Mato Grosso segue entre os estados com maiores índices de violência letal do país, mesmo apresentando redução nos números de homicídios ao longo da última década. É o que revela o Atlas da Violência 2026, divulgado nesta terça-feira (26), apontando que o estado ocupa atualmente a sétima posição nacional em taxa de mortes violentas.
De acordo com o levantamento, em 2024 Mato Grosso registrou taxa de 29,1 homicídios para cada 100 mil habitantes. O índice representa uma redução de aproximadamente 30% em comparação a 2014, quando a taxa era de 42,1 mortes por 100 mil moradores.
Em números absolutos, o estado contabilizou 1.358 homicídios em 2014. Dez anos depois, em 2024, foram registrados 1.102 casos, indicando queda de 18,9% no período analisado.
O relatório utiliza dados oficiais do Sistema de Informações sobre Mortalidade (SIM), do Ministério da Saúde. No entanto, o estudo alerta para a existência dos chamados “homicídios ocultos”, situações em que a morte violenta inicialmente não é classificada como assassinato até a conclusão das investigações.
Considerando esses casos reclassificados posteriormente, Mato Grosso teria registrado 1.409 assassinatos em 2014 e 1.145 em 2024. A taxa estimada caiu de 43,7 para 30,2 homicídios por 100 mil habitantes, uma redução de 30,9%.
Outro dado que chama atenção no estudo é a presença de Sorriso entre os municípios mais violentos do Brasil.
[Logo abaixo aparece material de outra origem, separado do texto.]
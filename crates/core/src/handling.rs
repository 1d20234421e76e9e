//! DAS/ARR handling for horizontal movement.
//!
//! Works on absolute timestamps so that the shifts it produces can be
//! recorded and replayed. The initial tap is applied by the caller on press;
//! after `das` ms of holding, the handler yields one shift every `arr` ms, or
//! a single move-to-wall when `arr` is zero. The most recently pressed
//! direction wins; releasing it hands control back to the other direction if
//! that one is still held, with a fresh DAS charge.

use crate::types::{Direction, FRAME_RATE};

/// How DAS and ARR durations are evaluated.
///
/// Replays store this as `0` for [`DasMethod::TimeBased`] and `1` for
/// [`DasMethod::FrameBased`].
#[derive(Debug, Clone, Copy, PartialEq, Eq, Default)]
pub enum DasMethod {
    /// Durations are used as given, in milliseconds.
    #[default]
    TimeBased,
    /// Durations are rounded up to whole 60 Hz frames.
    FrameBased,
}

impl DasMethod {
    pub fn from_id(id: u8) -> Self {
        if id == 1 {
            DasMethod::FrameBased
        } else {
            DasMethod::TimeBased
        }
    }

    pub fn id(self) -> u8 {
        match self {
            DasMethod::TimeBased => 0,
            DasMethod::FrameBased => 1,
        }
    }

    pub fn effective_ms(self, ms: u32) -> u32 {
        match self {
            DasMethod::TimeBased => ms,
            DasMethod::FrameBased => {
                let frames = (ms * FRAME_RATE).div_ceil(1000);
                frames * 1000 / FRAME_RATE
            }
        }
    }
}

/// Window focus. `0` is [`FocusState::Focused`], `1` is
/// [`FocusState::Unfocused`]; losing focus releases every held key.
#[derive(Debug, Clone, Copy, PartialEq, Eq, Default)]
pub enum FocusState {
    #[default]
    Focused,
    Unfocused,
}

impl FocusState {
    pub fn id(self) -> u8 {
        match self {
            FocusState::Focused => 0,
            FocusState::Unfocused => 1,
        }
    }
}

#[derive(Debug, Clone, Copy, PartialEq, Eq)]
pub enum Shift {
    /// Move as far as possible in one step (ARR 0).
    Das(Direction),
    /// Move one column.
    Arr(Direction),
}

#[derive(Debug, Clone)]
pub struct Handling {
    das: u32,
    arr: u32,
    horizontal: Option<Direction>,
    left_held: bool,
    right_held: bool,
    /// Time of the next shift, while one is scheduled.
    next_due: Option<u32>,
    /// DAS is charged with ARR 0; every new piece gets a move-to-wall.
    charged: bool,
}

impl Handling {
    pub fn new(das: u32, arr: u32, method: DasMethod) -> Self {
        Self {
            das: method.effective_ms(das),
            arr: method.effective_ms(arr),
            horizontal: None,
            left_held: false,
            right_held: false,
            next_due: None,
            charged: false,
        }
    }

    pub fn das(&self) -> u32 {
        self.das
    }

    pub fn arr(&self) -> u32 {
        self.arr
    }

    pub fn direction(&self) -> Option<Direction> {
        self.horizontal
    }

    fn held(&mut self, direction: Direction) -> &mut bool {
        match direction {
            Direction::Left => &mut self.left_held,
            Direction::Right => &mut self.right_held,
        }
    }

    fn charge(&mut self, direction: Direction, t: u32) {
        self.horizontal = Some(direction);
        self.next_due = Some(t.saturating_add(self.das));
        self.charged = false;
    }

    /// Returns false when the key was already held (key repeat).
    pub fn press(&mut self, direction: Direction, t: u32) -> bool {
        let held = self.held(direction);
        if *held {
            return false;
        }
        *held = true;
        self.charge(direction, t);
        true
    }

    pub fn release(&mut self, direction: Direction, t: u32) {
        *self.held(direction) = false;
        if self.horizontal != Some(direction) {
            return;
        }
        let other = match direction {
            Direction::Left => Direction::Right,
            Direction::Right => Direction::Left,
        };
        if *self.held(other) {
            self.charge(other, t);
        } else {
            self.release_all();
        }
    }

    pub fn release_all(&mut self) {
        self.horizontal = None;
        self.left_held = false;
        self.right_held = false;
        self.next_due = None;
        self.charged = false;
    }

    /// Next shift due at or before `now`, with its timestamp.
    pub fn poll(&mut self, now: u32) -> Option<(u32, Shift)> {
        let direction = self.horizontal?;
        let due = self.next_due?;
        if due > now {
            return None;
        }
        if self.arr == 0 {
            self.next_due = None;
            self.charged = true;
            Some((due, Shift::Das(direction)))
        } else {
            self.next_due = Some(due + self.arr);
            Some((due, Shift::Arr(direction)))
        }
    }

    /// A blocked repeat: skip the backlog up to `now`.
    pub fn skip_to(&mut self, now: u32) {
        if let Some(due) = self.next_due {
            if due <= now && self.arr > 0 {
                let missed = (now - due) / self.arr + 1;
                self.next_due = Some(due + missed * self.arr);
            }
        }
    }

    /// New piece: a charged ARR-0 direction shifts it to the wall right away.
    pub fn on_spawn(&mut self, t: u32) {
        if self.charged && self.horizontal.is_some() {
            self.next_due = Some(t);
        }
    }
}

#[cfg(test)]
mod tests {
    use super::*;

    #[test]
    fn frame_based_rounds_up_to_frames() {
        assert_eq!(DasMethod::TimeBased.effective_ms(90), 90);
        assert_eq!(DasMethod::FrameBased.effective_ms(90), 100);
        assert_eq!(DasMethod::FrameBased.effective_ms(133), 133);
        assert_eq!(DasMethod::FrameBased.effective_ms(0), 0);
        assert_eq!(DasMethod::from_id(1), DasMethod::FrameBased);
        assert_eq!(DasMethod::from_id(0).id(), 0);
    }

    #[test]
    fn das_then_arr_repeats() {
        let mut handling = Handling::new(133, 10, DasMethod::TimeBased);
        assert!(handling.press(Direction::Left, 0));
        assert!(!handling.press(Direction::Left, 5));
        assert_eq!(handling.poll(132), None);
        assert_eq!(handling.poll(150), Some((133, Shift::Arr(Direction::Left))));
        assert_eq!(handling.poll(150), Some((143, Shift::Arr(Direction::Left))));
        assert_eq!(handling.poll(150), None);
    }

    #[test]
    fn zero_arr_moves_to_wall_once_per_piece() {
        let mut handling = Handling::new(100, 0, DasMethod::TimeBased);
        handling.press(Direction::Right, 0);
        assert_eq!(handling.poll(100), Some((100, Shift::Das(Direction::Right))));
        assert_eq!(handling.poll(500), None);
        handling.on_spawn(600);
        assert_eq!(handling.poll(600), Some((600, Shift::Das(Direction::Right))));
    }

    #[test]
    fn release_hands_over_to_other_direction() {
        let mut handling = Handling::new(100, 10, DasMethod::TimeBased);
        handling.press(Direction::Left, 0);
        handling.press(Direction::Right, 20);
        assert_eq!(handling.direction(), Some(Direction::Right));
        handling.release(Direction::Right, 50);
        assert_eq!(handling.direction(), Some(Direction::Left));
        assert_eq!(handling.poll(149), None);
        assert_eq!(handling.poll(150), Some((150, Shift::Arr(Direction::Left))));
        handling.release(Direction::Left, 160);
        assert_eq!(handling.direction(), None);
        assert_eq!(handling.poll(1_000), None);
    }

    #[test]
    fn skip_drops_backlog() {
        let mut handling = Handling::new(100, 10, DasMethod::TimeBased);
        handling.press(Direction::Left, 0);
        handling.skip_to(1_000);
        assert_eq!(handling.poll(1_000), None);
        assert_eq!(handling.poll(1_010), Some((1_010, Shift::Arr(Direction::Left))));
    }
}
A cidade aparece na 11ª colocação entre as mais letais do país, com 76 assassinatos registrados em 2024.
O Atlas da Violência também mostra que a média nacional em 2024 ficou em 20 homicídios a cada 100 mil habitantes, índice inferior ao registrado em Mato Grosso.
O documento ainda destaca a concentração da violência em determinadas regiões do país. Segundo o levantamento, metade dos homicídios registrados no Brasil ocorreu em apenas 99 municípios, o equivalente a cerca de 1,8% das cidades brasileiras. Já os 10 municípios com maior número absoluto de assassinatos responderam por quase 20% de todas as mortes violentas registradas nacionalmente.